What if $(X_1,X_2,X_3)=(0,0,1)$, $(0,1,0)$, $(1,0,0)$ and $(1,1,1)$ each with probability $\frac14$ and $E_i=\{X_i=1\}$?

Answer 2

Even assuming $(1)$ holds (and in general it doesn't) we cannot prove your statement.

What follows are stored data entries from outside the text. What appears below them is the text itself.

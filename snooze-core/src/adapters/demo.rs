//! In-memory story API for demo mode and tests
//!
//! Behaves like the real service for the operations the client uses:
//! - tokens are checked on every authenticated call
//! - only the poster may delete a story
//! - deleting a story also drops it from everyone's favorites
//!
//! State lives for the lifetime of the value; nothing is persisted.

use std::collections::HashMap;
use std::sync::{Mutex, MutexGuard};

use chrono::{DateTime, Duration, Utc};
use uuid::Uuid;

use crate::domain::result::{Error, Result};
use crate::domain::{AuthResponse, NewStory, Story, UserRecord};
use crate::ports::StoryApi;

/// Username of the seeded demo account
pub const DEMO_USERNAME: &str = "demo";
/// Password of the seeded demo account
pub const DEMO_PASSWORD: &str = "demo";
/// Token of the seeded demo account, stable across runs
pub const DEMO_TOKEN: &str = "demo-token";

#[derive(Debug, Clone)]
struct Account {
    password: String,
    name: String,
    created_at: DateTime<Utc>,
    favorites: Vec<String>,
}

#[derive(Debug, Default)]
struct DemoState {
    /// Newest first, matching the API's ordering
    stories: Vec<Story>,
    accounts: HashMap<String, Account>,
    tokens: HashMap<String, String>,
}

impl DemoState {
    fn username_for(&self, token: &str) -> Result<String> {
        self.tokens
            .get(token)
            .cloned()
            .ok_or_else(|| Error::unauthorized("Invalid token"))
    }

    fn authorize(&self, token: &str, username: &str) -> Result<()> {
        if self.username_for(token)? != username {
            return Err(Error::unauthorized(
                "You are not authorized to access this user",
            ));
        }
        Ok(())
    }

    /// Each account keeps a single token; logging in again hands it back
    fn issue_token(&mut self, username: &str) -> String {
        if let Some(existing) = self
            .tokens
            .iter()
            .find(|(_, owner)| owner.as_str() == username)
            .map(|(token, _)| token.clone())
        {
            return existing;
        }
        let token = Uuid::new_v4().simple().to_string();
        self.tokens.insert(token.clone(), username.to_string());
        token
    }

    fn record(&self, username: &str) -> Result<UserRecord> {
        let account = self
            .accounts
            .get(username)
            .ok_or_else(|| Error::not_found(format!("No user with username '{}'", username)))?;

        let favorites = account
            .favorites
            .iter()
            .filter_map(|id| self.stories.iter().find(|s| &s.story_id == id))
            .cloned()
            .collect();
        let stories = self
            .stories
            .iter()
            .filter(|s| s.username == username)
            .cloned()
            .collect();

        Ok(UserRecord {
            username: username.to_string(),
            name: account.name.clone(),
            created_at: account.created_at,
            favorites,
            stories,
        })
    }
}

/// In-memory implementation of [`StoryApi`]
#[derive(Debug, Default)]
pub struct DemoStoryApi {
    state: Mutex<DemoState>,
}

impl DemoStoryApi {
    /// Empty service with no stories and no accounts
    pub fn new() -> Self {
        Self::default()
    }

    /// Service seeded with sample stories and the demo account
    pub fn seeded() -> Self {
        let api = Self::new();
        {
            let mut state = api.state.lock().unwrap_or_else(|e| e.into_inner());
            state.accounts.insert(
                DEMO_USERNAME.to_string(),
                Account {
                    password: DEMO_PASSWORD.to_string(),
                    name: "Demo User".to_string(),
                    created_at: Utc::now() - Duration::days(30),
                    favorites: Vec::new(),
                },
            );
            state
                .tokens
                .insert(DEMO_TOKEN.to_string(), DEMO_USERNAME.to_string());
            state.stories = generate_demo_stories();
            if let Some(first) = state.stories.first().map(|s| s.story_id.clone()) {
                if let Some(account) = state.accounts.get_mut(DEMO_USERNAME) {
                    account.favorites.push(first);
                }
            }
        }
        api
    }

    fn state(&self) -> Result<MutexGuard<'_, DemoState>> {
        self.state
            .lock()
            .map_err(|e| Error::Other(format!("Lock poisoned: {}", e)))
    }
}

impl StoryApi for DemoStoryApi {
    fn name(&self) -> &str {
        "demo"
    }

    fn get_stories(&self) -> Result<Vec<Story>> {
        Ok(self.state()?.stories.clone())
    }

    fn create_story(&self, token: &str, story: &NewStory) -> Result<Story> {
        let mut state = self.state()?;
        let username = state.username_for(token)?;

        let created = Story::new(
            Uuid::new_v4().to_string(),
            story.title.clone(),
            story.author.clone(),
            story.url.clone(),
            username,
        );
        state.stories.insert(0, created.clone());
        Ok(created)
    }

    fn delete_story(&self, token: &str, story_id: &str) -> Result<()> {
        let mut state = self.state()?;
        let username = state.username_for(token)?;

        let idx = state
            .stories
            .iter()
            .position(|s| s.story_id == story_id)
            .ok_or_else(|| Error::not_found(format!("No story with id '{}'", story_id)))?;
        if state.stories[idx].username != username {
            return Err(Error::unauthorized("Only the poster may delete a story"));
        }

        state.stories.remove(idx);
        for account in state.accounts.values_mut() {
            account.favorites.retain(|id| id != story_id);
        }
        Ok(())
    }

    fn signup(&self, username: &str, password: &str, name: &str) -> Result<AuthResponse> {
        if username.trim().is_empty() || password.is_empty() {
            return Err(Error::validation("username and password are required"));
        }

        let mut state = self.state()?;
        if state.accounts.contains_key(username) {
            return Err(Error::Conflict(format!(
                "There is already a user with username '{}'",
                username
            )));
        }

        state.accounts.insert(
            username.to_string(),
            Account {
                password: password.to_string(),
                name: name.to_string(),
                created_at: Utc::now(),
                favorites: Vec::new(),
            },
        );
        let token = state.issue_token(username);
        let user = state.record(username)?;
        Ok(AuthResponse { user, token })
    }

    fn login(&self, username: &str, password: &str) -> Result<AuthResponse> {
        let mut state = self.state()?;
        match state.accounts.get(username) {
            None => {
                return Err(Error::not_found(format!(
                    "No user with username '{}'",
                    username
                )))
            }
            Some(account) if account.password != password => {
                return Err(Error::unauthorized("Invalid password"))
            }
            Some(_) => {}
        }

        let token = state.issue_token(username);
        let user = state.record(username)?;
        Ok(AuthResponse { user, token })
    }

    fn get_user(&self, token: &str, username: &str) -> Result<UserRecord> {
        let state = self.state()?;
        state.authorize(token, username)?;
        state.record(username)
    }

    fn add_favorite(&self, token: &str, username: &str, story_id: &str) -> Result<()> {
        let mut state = self.state()?;
        state.authorize(token, username)?;

        if !state.stories.iter().any(|s| s.story_id == story_id) {
            return Err(Error::not_found(format!("No story with id '{}'", story_id)));
        }
        if let Some(account) = state.accounts.get_mut(username) {
            if !account.favorites.iter().any(|id| id == story_id) {
                account.favorites.push(story_id.to_string());
            }
        }
        Ok(())
    }

    fn remove_favorite(&self, token: &str, username: &str, story_id: &str) -> Result<()> {
        let mut state = self.state()?;
        state.authorize(token, username)?;

        if let Some(account) = state.accounts.get_mut(username) {
            account.favorites.retain(|id| id != story_id);
        }
        Ok(())
    }
}

/// Generate the demo story feed, newest first
pub fn generate_demo_stories() -> Vec<Story> {
    let now = Utc::now();
    let seed = [
        (
            "11111111-1111-1111-1111-111111111111",
            "Rust 2024 edition is out",
            "The Rust Team",
            "https://blog.rust-lang.org/2025/02/20/Rust-1.85.0.html",
            "ferris",
        ),
        (
            "22222222-2222-2222-2222-222222222222",
            "How the DOM really works",
            "Jane Doe",
            "https://developer.mozilla.org/en-US/docs/Web/API/Document_Object_Model",
            "janed",
        ),
        (
            "33333333-3333-3333-3333-333333333333",
            "A gentle guide to HTTP status codes",
            "Sam Rivera",
            "https://httpstatuses.io/",
            DEMO_USERNAME,
        ),
        (
            "44444444-4444-4444-4444-444444444444",
            "Why you should write your own link aggregator",
            "Alex Kim",
            "https://news.ycombinator.com/item?id=1",
            "akim",
        ),
    ];

    seed.iter()
        .enumerate()
        .map(|(i, (id, title, author, url, username))| {
            let mut story = Story::new(*id, *title, *author, *url, *username);
            story.created_at = now - Duration::hours(i as i64 * 6);
            story
        })
        .collect()
}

I think it is more clear to first show the wrong proof and then point out where it goes wrong. The "false proof" here is the following: $$P(E_1 \cap \dots \cap E_n) \le P(E_1) P(E_2 \cap \dots \cap E_n) \le P(E_1)P(E_2)P(E_3 \cap \dots \cap E_n) \le \Pi_{i=1}^n P(E_i)$$

Unfortunately, this is wrong because we never proved that $P(E_1 \cap \dots \cap E_n) \le P(E_1)P(E_2 \cap \dots \cap E_n)$. We only proved that for the events $E_i$ themselves, not for their intersections. To make the proof work, you would need to prove that for every $i$,

$$P(E_i \cap E_{i+1} \cap \dots \cap E_n) \le P(E_i)P(E_{i+1}\cap \dots \cap E_n)$$

and unfortunately this is not implied by your $(1)$.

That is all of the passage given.